Вячеслав Иванов, 1908 г. "Символы для идеалистического символизма суть поэтическое средство взаимного заражения людей одним субъективным переживанием. При невозможности формулировать прежними способами словесного общения результаты накопления психологических богатств, ощущения прежде неиспытанные, непонятные ранним поколениям душевные волнения последних из людей, какими столь ошибочно любили именовать себя декаденты, оставалось найти этому неизведанному субъективному содержанию ассоциативные и апперцептивные эквиваленты, обладающие силой вызывать в воспринимающем, как бы обратным ходом ассоциации и апперцепции, аналогические душевные состояния. Комбинации зрительных, слуховых и других чувственных представлений должны были действовать на душу слушателя так, чтобы в ней зазвучал аккорд чувствований, отвечающий аккорду, вдохновившему художника.
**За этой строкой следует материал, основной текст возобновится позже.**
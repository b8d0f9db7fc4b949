//! In-memory tables produced by the dataset loader and consumed by reconciliation and sync.

use std::collections::{BTreeMap, HashSet};

use chrono::NaiveDate;
use sea_orm::Value;
use serde::Deserialize;

use crate::server::util::geo_code;

/// Nested proficiency matrix: country -> language -> fraction of speakers (0..1).
pub type LanguageSkills = BTreeMap<String, BTreeMap<String, f64>>;

/// One observation row of a linear statistical export.
///
/// Values are kept as raw strings; reconciliation decides what parses.
#[derive(Clone, Debug, Default, PartialEq)]
pub struct StatRow {
    /// `DATAFLOW` column, absent in some themes.
    pub dataflow: Option<String>,
    /// `indic_ur` indicator code.
    pub indicator: String,
    /// `cities` geographic code, may be a city, FUA or country code.
    pub geo: String,
    /// `TIME_PERIOD`, a year.
    pub time_period: String,
    /// `OBS_VALUE`, possibly empty or non-numeric.
    pub obs_value: String,
}

/// Entry of the supported-cities reference file.
///
/// Only the code is required; the remaining attributes are used when seeding the `cities` table.
#[derive(Clone, Debug, Default, Deserialize, PartialEq)]
pub struct SupportedCity {
    pub eurostat_code: String,
    #[serde(default)]
    pub local_name: Option<String>,
    #[serde(default)]
    pub english_name: Option<String>,
    #[serde(default)]
    pub local_country: Option<String>,
    #[serde(default)]
    pub english_country: Option<String>,
    #[serde(default)]
    pub country_emoji: Option<String>,
    #[serde(default)]
    pub population: Option<i64>,
    #[serde(default)]
    pub erasmus_population: Option<i32>,
    #[serde(default)]
    pub lat: Option<f64>,
    #[serde(default)]
    pub lon: Option<f64>,
}

/// The universe of city codes considered by ingestion.
///
/// Keeps the codes in reference-file order and a lookup set of every geographic code a dataset
/// row may legitimately carry for them: the code itself, its functional urban area and its
/// country prefix.
#[derive(Clone, Debug, Default)]
pub struct SupportedCities {
    codes: Vec<String>,
    admitted: HashSet<String>,
}

impl SupportedCities {
    pub fn new(codes: Vec<String>) -> Self {
        let admitted = codes
            .iter()
            .flat_map(|code| geo_code::fallback_chain(code))
            .collect();

        Self { codes, admitted }
    }

    /// Supported codes in reference-file order.
    pub fn codes(&self) -> &[String] {
        &self.codes
    }

    pub fn is_empty(&self) -> bool {
        self.codes.is_empty()
    }

    /// Whether a dataset row keyed by `geo` can contribute to any supported city.
    pub fn admits(&self, geo: &str) -> bool {
        self.admitted.contains(geo)
    }
}

/// Sanitized codes of the reference entries, first occurrence kept.
///
/// Entries whose code fails [`geo_code::sanitize`] are logged and left out, so the universe
/// matches the cities seeding writes.
impl From<&[SupportedCity]> for SupportedCities {
    fn from(cities: &[SupportedCity]) -> Self {
        let mut seen = HashSet::new();
        let mut codes = Vec::with_capacity(cities.len());

        for city in cities {
            let Some(code) = geo_code::sanitize(&city.eurostat_code) else {
                tracing::warn!("Ignoring supported city with invalid code {:?}", city.eurostat_code);
                continue;
            };
            if seen.insert(code.clone()) {
                codes.push(code);
            }
        }

        Self::new(codes)
    }
}

/// A typed, possibly-null column value of a reconciled row.
#[derive(Clone, Debug, PartialEq)]
pub enum FieldValue {
    Number(Option<f64>),
    Text(Option<String>),
    Date(Option<NaiveDate>),
}

impl FieldValue {
    pub fn is_null(&self) -> bool {
        match self {
            FieldValue::Number(value) => value.is_none(),
            FieldValue::Text(value) => value.is_none(),
            FieldValue::Date(value) => value.is_none(),
        }
    }

    /// Numeric payload, if this is a non-null number.
    pub fn as_number(&self) -> Option<f64> {
        match self {
            FieldValue::Number(value) => *value,
            _ => None,
        }
    }
}

impl From<FieldValue> for Value {
    fn from(field: FieldValue) -> Self {
        match field {
            FieldValue::Number(value) => Value::from(value),
            FieldValue::Text(value) => Value::from(value),
            FieldValue::Date(value) => Value::from(value),
        }
    }
}

/// One output row of reconciliation, keyed by city code.
///
/// `fields` holds only the columns the producing theme owns; sync writes exactly those columns
/// and leaves every other stored column untouched.
#[derive(Clone, Debug, PartialEq)]
pub struct ReconciledRow {
    pub eurostat_code: String,
    pub fields: BTreeMap<String, FieldValue>,
}

impl ReconciledRow {
    pub fn new(eurostat_code: impl Into<String>) -> Self {
        Self {
            eurostat_code: eurostat_code.into(),
            fields: BTreeMap::new(),
        }
    }

    pub fn with(mut self, column: &str, value: FieldValue) -> Self {
        self.fields.insert(column.to_string(), value);
        self
    }

    pub fn get(&self, column: &str) -> Option<&FieldValue> {
        self.fields.get(column)
    }

    /// True when every non-key field is null.
    pub fn is_empty(&self) -> bool {
        self.fields.values().all(FieldValue::is_null)
    }
}

#[cfg(test)]
mod tests {
    use super::*;

    fn entry(code: &str) -> SupportedCity {
        SupportedCity {
            eurostat_code: code.to_string(),
            ..Default::default()
        }
    }

    #[test]
    fn supported_codes_are_sanitized_and_deduplicated() {
        let entries = [
            entry(" at001c "),
            entry("AT1C"),
            entry("BE001C"),
            entry("AT001C"),
        ];

        let supported = SupportedCities::from(entries.as_slice());

        assert_eq!(supported.codes(), ["AT001C", "BE001C"]);
        assert!(supported.admits("AT001F"));
        assert!(supported.admits("BE"));
        assert!(!supported.admits("AT1C"));
    }
}
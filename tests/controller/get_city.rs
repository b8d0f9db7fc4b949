use axum::{
    extract::{Path, State},
    http::StatusCode,
    response::IntoResponse,
};
use relocity::server::controller::city::get_city;

use super::*;

/// Expect 200 OK for a stored city
#[tokio::test]
async fn success_for_stored_city() -> Result<(), TestError> {
    let test = TestBuilder::new()
        .with_city_tables()
        .with_mock_city("AT001C", Some("Austria"))
        .build()
        .await?;

    let result = get_city(State(test.app_state()), Path("AT001C".to_string())).await;

    assert!(result.is_ok());
    let resp = result.unwrap().into_response();
    assert_eq!(resp.status(), StatusCode::OK);

    Ok(())
}

/// Expect 404 Not Found for a valid code that is not stored
#[tokio::test]
async fn not_found_for_unknown_city() -> Result<(), TestError> {
    let test = test_setup_with_city_tables!()?;

    let result = get_city(State(test.app_state()), Path("AT001C".to_string())).await;

    assert!(result.is_ok());
    let resp = result.unwrap().into_response();
    assert_eq!(resp.status(), StatusCode::NOT_FOUND);

    Ok(())
}

/// Expect 404 Not Found for a malformed code
#[tokio::test]
async fn not_found_for_malformed_code() -> Result<(), TestError> {
    let test = test_setup_with_city_tables!()?;

    let result = get_city(State(test.app_state()), Path("not-a-city".to_string())).await;

    assert!(result.is_ok());
    let resp = result.unwrap().into_response();
    assert_eq!(resp.status(), StatusCode::NOT_FOUND);

    Ok(())
}

/// Expect 500 Internal Server Error when the stored city cannot be enriched
#[tokio::test]
async fn internal_error_when_enrichment_fails() -> Result<(), TestError> {
    let mut test = TestBuilder::new()
        .with_city_tables()
        .with_mock_city("AT001C", Some("Austria"))
        .build()
        .await?;
    test.city()
        .insert_transport_budget(factory::mock_transport_budget("AT001C", Some(1e300)))
        .await?;

    let result = get_city(State(test.app_state()), Path("AT001C".to_string())).await;

    assert!(result.is_err());
    let resp = result.err().unwrap().into_response();
    assert_eq!(resp.status(), StatusCode::INTERNAL_SERVER_ERROR);

    Ok(())
}
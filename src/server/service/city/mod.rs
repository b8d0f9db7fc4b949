//! City read service.
//!
//! Loads stored cities inside one read transaction per request and hands them to the
//! [`EnrichmentEngine`] to build the projections served by the API.

#[cfg(test)]
mod tests;

use sea_orm::{DatabaseConnection, TransactionTrait};

use crate::{
    model::city::{CityDetailsDto, CityOverviewDto},
    server::{
        data::city::CityRepository, error::Error, service::enrichment::EnrichmentEngine,
        util::geo_code,
    },
};

pub struct CityService<'a> {
    db: &'a DatabaseConnection,
    enrichment: &'a EnrichmentEngine,
}

impl<'a> CityService<'a> {
    /// Creates a new instance of CityService.
    ///
    /// # Arguments
    /// - `db` - Database connection reference
    /// - `enrichment` - Engine holding the language reference data
    pub fn new(db: &'a DatabaseConnection, enrichment: &'a EnrichmentEngine) -> Self {
        Self { db, enrichment }
    }

    /// Retrieves the overview projection of every stored city.
    ///
    /// Cities are ordered by Erasmus population, largest first. A city whose enrichment fails is
    /// logged and left out; the others are still returned.
    ///
    /// # Returns
    /// - `Ok(Vec<CityOverviewDto>)` - Enriched cities, possibly empty
    /// - `Err(Error::DbErr)` - Loading the cities failed
    pub async fn get_cities_overview(&self) -> Result<Vec<CityOverviewDto>, Error> {
        let txn = self.db.begin().await?;
        let records = CityRepository::new(&txn).find_overview_records().await?;
        txn.commit().await?;

        if records.is_empty() {
            tracing::warn!("No cities found in the database");
            return Ok(Vec::new());
        }

        let total = records.len();
        let overviews: Vec<CityOverviewDto> = records
            .iter()
            .filter_map(|record| self.enrichment.overview(record).ok())
            .collect();

        if overviews.len() < total {
            tracing::warn!(
                "Skipped {} of {} cities that failed enrichment",
                total - overviews.len(),
                total
            );
        }
        tracing::info!("Enriched overview data for {} cities", overviews.len());

        Ok(overviews)
    }

    /// Retrieves the detail projection of one city.
    ///
    /// # Arguments
    /// - `eurostat_code` - Raw city code; surrounding whitespace and casing are normalized
    ///
    /// # Returns
    /// - `Ok(Some(CityDetailsDto))` - City found and enriched
    /// - `Ok(None)` - The code is invalid or no such city is stored
    /// - `Err(Error::EnrichmentError)` - The city exists but could not be enriched
    /// - `Err(Error::DbErr)` - Loading the city failed
    pub async fn get_city_full_details(
        &self,
        eurostat_code: &str,
    ) -> Result<Option<CityDetailsDto>, Error> {
        let Some(eurostat_code) = geo_code::sanitize(eurostat_code) else {
            tracing::warn!("Invalid eurostat_code provided: {:?}", eurostat_code);
            return Ok(None);
        };

        let txn = self.db.begin().await?;
        let record = CityRepository::new(&txn)
            .find_record(&eurostat_code)
            .await?;
        txn.commit().await?;

        let Some(record) = record else {
            tracing::warn!("City {} not found in the database", eurostat_code);
            return Ok(None);
        };

        let details = self.enrichment.full_details(&record)?;
        tracing::debug!("Enriched details for city {}", record.city.english_name);

        Ok(Some(details))
    }
}
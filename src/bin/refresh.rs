use std::path::PathBuf;

use clap::{Parser, Subcommand, ValueEnum};
use relocity::server::{
    config::Config,
    dataset::{loader::DatasetLoader, theme::Topic},
    error::Error,
    service::refresh::RefreshService,
    startup,
    util::city_name::CityNameMapping,
};

#[derive(Parser, Debug)]
#[command(name = "relocity-refresh", version, about = "Relocity batch refresh jobs")]
struct Cli {
    #[command(subcommand)]
    command: Commands,
}

#[derive(Subcommand, Debug)]
#[command(rename_all = "kebab-case")]
enum Commands {
    /// Create or overwrite cities from the supported-cities file
    SeedCities,
    /// Refresh safety and public transport satisfaction from urban perception exports
    UrbanPerception {
        /// Refresh only this topic (repeatable); every topic when omitted
        #[arg(long = "topic", value_enum)]
        topics: Vec<TopicArg>,
    },
    /// Refresh monthly public transport ticket prices from urban transport exports
    TransportBudget,
    /// Register a city name variant as an alias of a canonical name
    AddAlias { variant: String, canonical: String },
    /// Import aliases from a `canonical;variant, variant` file
    ImportAliases { source: PathBuf },
}

#[derive(Clone, Copy, Debug, ValueEnum)]
enum TopicArg {
    Safety,
    PublicTransport,
}

impl From<TopicArg> for Topic {
    fn from(topic: TopicArg) -> Self {
        match topic {
            TopicArg::Safety => Topic::Safety,
            TopicArg::PublicTransport => Topic::PublicTransport,
        }
    }
}

#[tokio::main(flavor = "current_thread")]
async fn main() {
    dotenvy::dotenv().ok();
    startup::init_tracing();

    let cli = Cli::parse();

    if let Err(e) = run(cli.command).await {
        tracing::error!("Refresh job failed: {}", e);
        std::process::exit(1);
    }
}

async fn run(command: Commands) -> Result<(), Error> {
    match command {
        Commands::AddAlias { variant, canonical } => {
            let mapping_file = Config::city_name_mapping_file_from_env();
            let mut name_mapping = CityNameMapping::load(mapping_file);
            name_mapping.register(&variant, &canonical)?;
            tracing::info!("Registered {:?} as an alias of {:?}", variant, canonical);
            return Ok(());
        }
        Commands::ImportAliases { source } => {
            let mapping_file = Config::city_name_mapping_file_from_env();
            let mut name_mapping = CityNameMapping::load(mapping_file);
            name_mapping.bulk_import(&source)?;
            return Ok(());
        }
        _ => {}
    }

    let config = Config::from_env()?;
    let name_mapping = CityNameMapping::load(&config.city_name_mapping_file);
    let db = startup::connect_to_database(&config).await?;
    let loader = DatasetLoader::from_config(&config);
    let service = RefreshService::new(&db, &loader, &name_mapping);

    match command {
        Commands::SeedCities => {
            service.seed_cities().await?;
        }
        Commands::UrbanPerception { topics } => {
            let topics: Vec<Topic> = if topics.is_empty() {
                Topic::ALL.to_vec()
            } else {
                topics.into_iter().map(Topic::from).collect()
            };
            service.update_urban_perception(&topics).await?;
        }
        Commands::TransportBudget => {
            service.update_transport_budget().await?;
        }
        Commands::AddAlias { .. } | Commands::ImportAliases { .. } => {}
    }

    Ok(())
}
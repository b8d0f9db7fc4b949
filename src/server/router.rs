//! HTTP routing and OpenAPI documentation configuration.
//!
//! All read API endpoints are registered here with their OpenAPI specifications, and Swagger UI
//! serves the generated document at `/api/docs`.

use axum::Router;
use utoipa::OpenApi;
use utoipa_axum::{router::OpenApiRouter, routes};
use utoipa_swagger_ui::SwaggerUi;

use crate::server::{controller, model::app::AppState};

/// Builds the application's HTTP router with all API endpoints and Swagger UI documentation.
///
/// # Registered Endpoints
/// - `GET /api/cities` - Overview of every stored city
/// - `GET /api/cities/{eurostat_code}` - Full details of one city
///
/// The OpenAPI specification is available at `/api/docs/openapi.json`.
///
/// # Example
/// ```ignore
/// let router = routes().with_state(AppState { db, enrichment });
/// ```
pub fn routes() -> Router<AppState> {
    #[derive(OpenApi)]
    #[openapi(info(title = "Relocity", description = "Relocity city statistics API"), tags(
        (name = controller::city::CITY_TAG, description = "City overview and details"),
    ))]
    struct ApiDoc;

    let (routes, api) = OpenApiRouter::with_openapi(ApiDoc::openapi())
        .routes(routes!(controller::city::get_cities))
        .routes(routes!(controller::city::get_city))
        .split_for_parts();

    routes.merge(SwaggerUi::new("/api/docs").url("/api/docs/openapi.json", api))
}
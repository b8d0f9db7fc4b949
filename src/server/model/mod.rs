//! Server application models and type definitions.
//!
//! This module contains the application state shared by HTTP handlers, database model type
//! aliases with the loaded city aggregate, and the in-memory tables passed between the dataset
//! loader, reconciliation and persistence sync.

pub mod app;
pub mod dataset;
pub mod db;
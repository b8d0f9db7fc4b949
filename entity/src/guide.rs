use sea_orm::entity::prelude::*;

#[derive(Clone, Debug, PartialEq, DeriveEntityModel)]
#[sea_orm(table_name = "guides")]
pub struct Model {
    #[sea_orm(primary_key, auto_increment = false)]
    pub eurostat_code: String,
    #[sea_orm(column_type = "Text", nullable)]
    pub text: Option<String>,
    pub last_updated: Option<DateTime>,
}

#[derive(Copy, Clone, Debug, EnumIter, DeriveRelation)]
pub enum Relation {
    #[sea_orm(
        belongs_to = "super::city::Entity",
        from = "Column::EurostatCode",
        to = "super::city::Column::EurostatCode",
        on_update = "NoAction",
        on_delete = "Cascade"
    )]
    City,
}

impl Related<super::city::Entity> for Entity {
    fn to() -> RelationDef {
        Relation::City.def()
    }
}

impl ActiveModelBehavior for ActiveModel {}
Этот метод есть импрессионизм. Идеалистический символизм обращается ко впечатлительности." [ 16].

Андрей Белый, 1910 г. "Символ есть образ, взятый из природы и преобразованный творчеством; символ есть образ, соединяющий в себе переживание художника, и черты, взятые из природы." [ 17].

Фёдор Сологуб, 1915 г. "Когда художественный образ даёт возможность наиболее углубить его смысл, когда он будит в душе воспринимающего обширные сцепления мыслей, чувств, настроений, более или менее неопределённых и многозначительных, тогда изображаемый предмет становится символом, и в соприкосновении с различными переживаниями делается способным порождать из себя мифы. Для того, чтобы иметь возможность стать символом, сделаться приоткрываемым окном в бесконечность, образ должен обладать двойной точностью: он должен и сам быть точно изображён, чтобы не быть образом случайно и праздно измышленным, - за праздными измышлениями никаких глубин не откроешь; кроме того, он должен быть взят в точных отношениях его к другим предметам предметного мира, должен быть поставлен в чертеже мира на своё настоящее место,- только тогда он будет способствовать выражению наиболее общего миропостижения данного времени. Из этого следует, что наиболее законная форма символического искусства есть реализм." [ 18].

Полутора страниц цитат, пожалуй, достаточно, чтобы дать отчётливое представление о символе третьего рода. Повторимся в его оценке: именно эта разновидность символа преобладает у старших символистов (и, вероятно, у Блока), именно она является наиболее богатой с точки зрения художественной.

Пятый тезис. "Символ третьего рода" - вастуарный символ - размыкает собственно художественную плоскость, выводя поэтическое произведение в пространство: экзистенциальное пространство переживания и сопереживания.

Здесь, а не в теургии, осуществился переход искусства в бытие, здесь оказалось достижимым равенство нетождественного: "прочитать" и "пережить". Напоследок высказывание поэта-несимволиста:

Влоадислав Ходасевич, 1928 г. "Самое преобладание лиризма у символистов есть следствие глубокой, первичной причины: теснейшей и неразрывной связи писаний с жизнью. По основному и повелительному импульсу, который, на мой взгляд, и есть самый существенный признак для "классификации", - написанное всегда было или становилось для символиста реальным, жизненным событием." [ 19].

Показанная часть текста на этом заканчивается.